MicroRNAs (miRNAs) are implicated in the pathogenesis of spinal cord injury (SCI) as primary regulators. Previous studies have reported that miR-324-5p is involved in the modulation of neural injury, while the underlying mechanisms of miR-324-5p in SCI remain unclear. In a SCI rat model, miR-324-5p was significantly upregulated in the spinal cord tissues after SCI. Downregulation of miR-324-5p via injection of adeno-associated viruses (AAV) expressing miR-324-5p inhibitor relieved animal motor deficits and pathological changes in the tissues. Furthermore, downregulation of miR-324-5p significantly altered the expression of genes regulating neural growth, apoptosis, and the inflammatory and antioxidant response, which are implicated in SCI pathogenesis. In a HO-induced cell injury model, miR-324-5p silencing rescued the elevated apoptosis of PC12 cells.
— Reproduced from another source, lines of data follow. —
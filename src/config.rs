use std::env;
use std::time::Duration;

use reqwest::Url;

use crate::error::AppError;

pub const DEFAULT_API_URL: &str = "http://localhost:5000/api";
pub const DEFAULT_DATABASE_URL: &str = "sqlite://taskso.db?mode=rwc";

#[derive(Clone, Debug)]
pub struct ClientConfig {
    /// Base of the remote service; `auth/*` and `tasks*` hang off it.
    pub api_base_url: Url,
    /// Where the bearer credential is persisted between runs.
    pub database_url: String,
    pub request_timeout: Duration,
    /// Transport retries for idempotent requests. Creates are never retried.
    pub max_retries: u32,
    pub auth_check_interval: Duration,
}

impl ClientConfig {
    /// Configuration with default settings against the given service.
    pub fn new(api_base_url: &str) -> Result<Self, AppError> {
        Ok(Self {
            api_base_url: parse_base_url(api_base_url)?,
            database_url: DEFAULT_DATABASE_URL.to_string(),
            request_timeout: Duration::from_secs(30),
            max_retries: 2,
            auth_check_interval: Duration::from_secs(300),
        })
    }

    pub fn new_from_env() -> Result<Self, AppError> {
        let api_base = env::var("TASKSO_API_URL").unwrap_or_else(|_| DEFAULT_API_URL.to_string());
        let defaults = Self::new(&api_base)?;

        let database_url =
            env::var("TASKSO_DATABASE_URL").unwrap_or(defaults.database_url);
        let request_timeout = read_secs("TASKSO_REQUEST_TIMEOUT_SECS")?
            .unwrap_or(defaults.request_timeout);
        let max_retries = match env::var("TASKSO_MAX_RETRIES") {
            Ok(raw) => raw
                .parse::<u32>()
                .map_err(|_| AppError::Config(format!("TASKSO_MAX_RETRIES is not a number: {}", raw)))?,
            Err(_) => defaults.max_retries,
        };
        let auth_check_interval =
            read_secs("TASKSO_AUTH_CHECK_SECS")?.unwrap_or(defaults.auth_check_interval);

        let config = Self {
            api_base_url: defaults.api_base_url,
            database_url,
            request_timeout,
            max_retries,
            auth_check_interval,
        };
        config.validate()?;
        Ok(config)
    }

    /// Both the request timeout and the credential check interval must be
    /// non-zero.
    pub fn validate(&self) -> Result<(), AppError> {
        if self.request_timeout.is_zero() {
            return Err(AppError::Config(
                "TASKSO_REQUEST_TIMEOUT_SECS must be greater than zero".to_string(),
            ));
        }
        if self.auth_check_interval.is_zero() {
            return Err(AppError::Config(
                "TASKSO_AUTH_CHECK_SECS must be greater than zero".to_string(),
            ));
        }
        Ok(())
    }

    /// Upper bound for one fetch through the gateway, every retry included.
    pub fn fetch_timeout(&self) -> Duration {
        self.request_timeout.saturating_mul(self.max_retries.saturating_add(1))
    }

    /// Resolves `path` (no leading slash) beneath the base URL.
    pub fn endpoint(&self, path: &str) -> Result<Url, AppError> {
        self.api_base_url
            .join(path)
            .map_err(|e| AppError::Config(format!("invalid endpoint {}: {}", path, e)))
    }
}

fn parse_base_url(raw: &str) -> Result<Url, AppError> {
    // A trailing slash makes `Url::join` append instead of replacing the
    // last path segment.
    let normalized = if raw.ends_with('/') {
        raw.to_string()
    } else {
        format!("{}/", raw)
    };
    let url = Url::parse(&normalized)
        .map_err(|e| AppError::Config(format!("TASKSO_API_URL is not a valid URL: {}", e)))?;
    if url.cannot_be_a_base() {
        return Err(AppError::Config(format!("TASKSO_API_URL cannot be a base: {}", raw)));
    }
    Ok(url)
}

fn read_secs(key: &str) -> Result<Option<Duration>, AppError> {
    match env::var(key) {
        Ok(raw) => raw
            .parse::<u64>()
            .map(|secs| Some(Duration::from_secs(secs)))
            .map_err(|_| AppError::Config(format!("{} is not a number of seconds: {}", key, raw))),
        Err(_) => Ok(None),
    }
}
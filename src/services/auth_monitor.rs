use std::time::Duration;

use tracing::{info, warn};

use crate::session::SessionStore;

/// Periodically re-validates the held credential so that a server-side
/// revocation ends the session without waiting for user action.
pub struct AuthMonitor {
    session: SessionStore,
    interval: Duration,
}

impl AuthMonitor {
    pub fn new(session: SessionStore, interval: Duration) -> Self {
        Self { session, interval }
    }

    /// Runs forever; spawn it.
    pub async fn start(self) {
        info!("Starting credential monitor (interval: {:?})", self.interval);

        loop {
            tokio::time::sleep(self.interval).await;
            self.tick().await;
        }
    }

    /// One probe. Skipped when no credential is held.
    pub async fn tick(&self) -> bool {
        if self.session.credential().is_none() {
            return false;
        }
        let valid = self.session.check_auth().await;
        if !valid {
            warn!("credential check failed, session is no longer authenticated");
        }
        valid
    }
}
Finally, miR-324-5p directly targeted the 3'-untranslated region of NAD-dependent protein deacetylase sirtuin-1 (Sirt1) and negatively regulated the levels of Sirt1, an anti-inflammatory protein involved in SCI. Silencing of Sirt1 aggravated SCI and rescued the effects of miR-324-5p downregulation in rats. Overall, our findings indicated that silencing of miR-324-5p alleviates the loss of animal locomotion and concurrently mediates several degenerative processes relevant to the pathogenesis of SCI by Sirt1, which may provide clues for SCI treatment.